The barn owl is a nocturnal predator that is able to capture mice in complete darkness using only sound to localize prey. Two binaural cues are used by the barn owl to determine the spatial position of a sound source: differences in the time of arrival of sounds at the two ears for the azimuth (interaural time differences (ITDs)) and differences in their amplitude for the elevation (interaural level differences (ILDs)). Neurophysiological investigations have revealed that two different neural pathways starting from the cochlea seem to be specialized for processing ITDs and ILDs. Much evidence suggests that in the barn owl the localization of the azimuth is based on a cross-correlation-like treatment of the auditory inputs at the two ears. In particular, in the external nucleus of the inferior colliculus (ICx), where cells are activated by specific values of ITD, neural activation has been recently observed to be dependent on some measure of the level of cross-correlation between the input auditory signals.

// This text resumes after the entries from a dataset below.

//! # Escalation Steps
//!
//! A [`Step`] is one eligibility tier of a precision queue. It owns the
//! step's expressions and timeout, and keeps the set of agents whose
//! attributes currently satisfy those expressions.
//!
//! The agent set is a derived cache. It is maintained incrementally from the
//! agent directory (insert, update, remove) and fully recomputed only when a
//! step is built or its expressions change, so building a candidate list on
//! the routing hot path never evaluates expressions.
//!
//! Every mutation of the set happens under the step's own lock, which is
//! distinct from the queue lock.

use std::sync::atomic::{AtomicUsize, Ordering};
use std::sync::Arc;

use indexmap::IndexSet;
use parking_lot::Mutex;
use tracing::trace;

use super::types::{SelectionCriterion, StepId};
use crate::agent::{Agent, AgentId, AgentRegistry, MediaDomainId};
use crate::expression::Expression;

#[derive(Debug)]
pub struct Step {
    id: StepId,
    ordinal: AtomicUsize,
    expressions: Vec<Expression>,
    timeout_secs: u64,
    agents: Mutex<IndexSet<AgentId>>,
}

impl Step {
    pub fn new(id: StepId, ordinal: usize, expressions: Vec<Expression>, timeout_secs: u64) -> Self {
        Self {
            id,
            ordinal: AtomicUsize::new(ordinal),
            expressions,
            timeout_secs,
            agents: Mutex::new(IndexSet::new()),
        }
    }

    pub fn id(&self) -> &StepId {
        &self.id
    }

    pub fn ordinal(&self) -> usize {
        self.ordinal.load(Ordering::Acquire)
    }

    pub(crate) fn set_ordinal(&self, ordinal: usize) {
        self.ordinal.store(ordinal, Ordering::Release);
    }

    pub fn expressions(&self) -> &[Expression] {
        &self.expressions
    }

    pub fn timeout_secs(&self) -> u64 {
        self.timeout_secs
    }

    /// Recompute the agent set from scratch
    pub fn evaluate_all<'a>(&self, agents: impl IntoIterator<Item = &'a Arc<Agent>>) {
        let mut set = self.agents.lock();
        set.clear();
        for agent in agents {
            if agent.satisfies(&self.expressions) {
                set.insert(agent.id().clone());
            }
        }
        trace!("Step {} matched {} agents on full evaluation", self.id, set.len());
    }

    /// Add the agent iff it matches; a second insert of the same agent is a
    /// no-op
    pub fn evaluate_on_agent_insert(&self, agent: &Agent) -> bool {
        let mut set = self.agents.lock();
        if set.contains(agent.id()) {
            return false;
        }
        if agent.satisfies(&self.expressions) {
            set.insert(agent.id().clone());
            return true;
        }
        false
    }

    /// Add or remove the agent according to its current attributes
    ///
    /// Evaluation runs under the step lock so that two racing updates of the
    /// same agent leave the set consistent with whichever attributes were
    /// written last.
    pub fn evaluate_on_agent_update(&self, agent: &Agent) {
        let mut set = self.agents.lock();
        if agent.satisfies(&self.expressions) {
            set.insert(agent.id().clone());
        } else {
            // shift_remove keeps the remaining insertion order intact
            set.shift_remove(agent.id());
        }
    }

    pub fn remove_agent(&self, agent_id: &AgentId) -> bool {
        self.agents.lock().shift_remove(agent_id)
    }

    pub fn contains(&self, agent_id: &AgentId) -> bool {
        self.agents.lock().contains(agent_id)
    }

    /// Snapshot of the agent set in insertion order
    pub fn agent_ids(&self) -> Vec<AgentId> {
        self.agents.lock().iter().cloned().collect()
    }

    pub fn agent_count(&self) -> usize {
        self.agents.lock().len()
    }

    /// Snapshot of the eligible agents ordered by `criterion`
    ///
    /// LONGEST_AVAILABLE sorts ascending by the time each agent last became
    /// ready on `domain`; agents that are not ready there go last. Every other
    /// criterion keeps insertion order. Ids no longer present in the registry
    /// are skipped.
    pub fn ordered_agents(
        &self,
        criterion: SelectionCriterion,
        domain: &MediaDomainId,
        registry: &AgentRegistry,
    ) -> Vec<Arc<Agent>> {
        let mut agents: Vec<Arc<Agent>> = self
            .agent_ids()
            .iter()
            .filter_map(|id| registry.get(id))
            .collect();

        if criterion == SelectionCriterion::LongestAvailable {
            // stable sort; None orders after every Some
            agents.sort_by_key(|agent| match agent.last_ready_change(domain) {
                Some(at) => (0u8, Some(at)),
                None => (1u8, None),
            });
        }
        agents
    }
}

#[cfg(test)]
mod tests {
    use super::*;
    use crate::agent::{AgentState, MediaDomainState};
    use crate::expression::{AttributeId, AttributeSet, AttributeValue, RelationalOperator, Term};
    use proptest::prelude::*;
    use std::collections::BTreeSet;

    fn sales_step() -> Step {
        let expression = Expression::new(vec![Term::new(
            "sales",
            RelationalOperator::Eq,
            AttributeValue::Bool(true),
        )]);
        Step::new(StepId::from("s0"), 0, vec![expression], 30)
    }

    fn agent(id: &str, sales: bool) -> Arc<Agent> {
        let mut attributes = AttributeSet::new();
        attributes.insert(AttributeId::from("sales"), AttributeValue::Bool(sales));
        Arc::new(Agent::new(id, id, attributes))
    }

    #[test]
    fn test_insert_is_idempotent() {
        let step = sales_step();
        let alice = agent("alice", true);
        assert!(step.evaluate_on_agent_insert(&alice));
        assert!(!step.evaluate_on_agent_insert(&alice));
        assert_eq!(step.agent_count(), 1);

        let bob = agent("bob", false);
        assert!(!step.evaluate_on_agent_insert(&bob));
        assert!(!step.contains(bob.id()));
    }

    #[test]
    fn test_update_removes_agent_that_stops_matching() {
        let step = sales_step();
        let alice = agent("alice", true);
        step.evaluate_on_agent_insert(&alice);

        let mut attributes = AttributeSet::new();
        attributes.insert(AttributeId::from("sales"), AttributeValue::Bool(false));
        alice.set_attributes(attributes);
        step.evaluate_on_agent_update(&alice);
        assert!(!step.contains(alice.id()));
    }

    #[test]
    fn test_empty_expression_list_matches_everyone() {
        let step = Step::new(StepId::from("open"), 0, Vec::new(), 0);
        let agents = vec![agent("a", true), agent("b", false)];
        step.evaluate_all(&agents);
        assert_eq!(step.agent_count(), 2);
    }

    #[test]
    fn test_longest_available_ordering() {
        let registry = AgentRegistry::new();
        let chat = MediaDomainId::from("chat");
        let step = Step::new(StepId::from("s"), 0, Vec::new(), 0);

        for id in ["late", "never", "early"] {
            let agent = registry.register(Agent::new(id, id, AttributeSet::new())).unwrap();
            agent.set_state(AgentState::Ready);
            step.evaluate_on_agent_insert(&agent);
        }
        registry.get(&AgentId::from("early")).unwrap()
            .set_media_domain_state(chat.clone(), MediaDomainState::Ready);
        std::thread::sleep(std::time::Duration::from_millis(5));
        registry.get(&AgentId::from("late")).unwrap()
            .set_media_domain_state(chat.clone(), MediaDomainState::Ready);

        let ordered: Vec<_> = step
            .ordered_agents(SelectionCriterion::LongestAvailable, &chat, &registry)
            .iter()
            .map(|a| a.id().0.clone())
            .collect();
        assert_eq!(ordered, vec!["early", "late", "never"]);

        let natural: Vec<_> = step
            .ordered_agents(SelectionCriterion::MostSkilled, &chat, &registry)
            .iter()
            .map(|a| a.id().0.clone())
            .collect();
        assert_eq!(natural, vec!["late", "never", "early"]);
    }

    #[derive(Debug, Clone)]
    enum Mutation {
        Insert(usize, bool),
        Update(usize, bool),
        Remove(usize),
    }

    fn mutation() -> impl Strategy<Value = Mutation> {
        prop_oneof![
            (0usize..6, any::<bool>()).prop_map(|(i, s)| Mutation::Insert(i, s)),
            (0usize..6, any::<bool>()).prop_map(|(i, s)| Mutation::Update(i, s)),
            (0usize..6).prop_map(Mutation::Remove),
        ]
    }

    proptest! {
        #[test]
        fn prop_incremental_set_matches_full_evaluation(
            mutations in prop::collection::vec(mutation(), 0..60)
        ) {
            let step = sales_step();
            // directory model: agent index -> agent, absent when removed
            let mut directory: Vec<Option<Arc<Agent>>> = vec![None; 6];

            for m in mutations {
                match m {
                    Mutation::Insert(i, sales) => {
                        if directory[i].is_none() {
                            let a = agent(&format!("agent{}", i), sales);
                            step.evaluate_on_agent_insert(&a);
                            directory[i] = Some(a);
                        }
                    }
                    Mutation::Update(i, sales) => {
                        if let Some(a) = &directory[i] {
                            let mut attributes = AttributeSet::new();
                            attributes.insert(AttributeId::from("sales"), AttributeValue::Bool(sales));
                            a.set_attributes(attributes);
                            step.evaluate_on_agent_update(a);
                        }
                    }
                    Mutation::Remove(i) => {
                        if let Some(a) = directory[i].take() {
                            step.remove_agent(a.id());
                        }
                    }
                }
            }

            let incremental: BTreeSet<_> = step.agent_ids().into_iter().collect();
            let fresh = sales_step();
            let live: Vec<Arc<Agent>> = directory.into_iter().flatten().collect();
            fresh.evaluate_all(&live);
            let recomputed: BTreeSet<_> = fresh.agent_ids().into_iter().collect();
            prop_assert_eq!(incremental, recomputed);
        }
    }
}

However, it has also been observed that these neurons are less sensitive to noise than predicted by direct binaural cross-correlation. The mechanisms underlying such signal-to-noise improvement are not known. In this paper, by focusing on a model of the barn owl's neural pathway to the optic tectum dedicated to the localization of the azimuth, we study the mechanisms by which the ITD tuning of ICx units is achieved. By means of analytical examinations and computer simulations, we show that strong analogies exist between the process by which the barn owl evaluates the azimuth of a sound source and the generalized cross-correlation algorithm, one of the most robust methods for the estimate of time delays.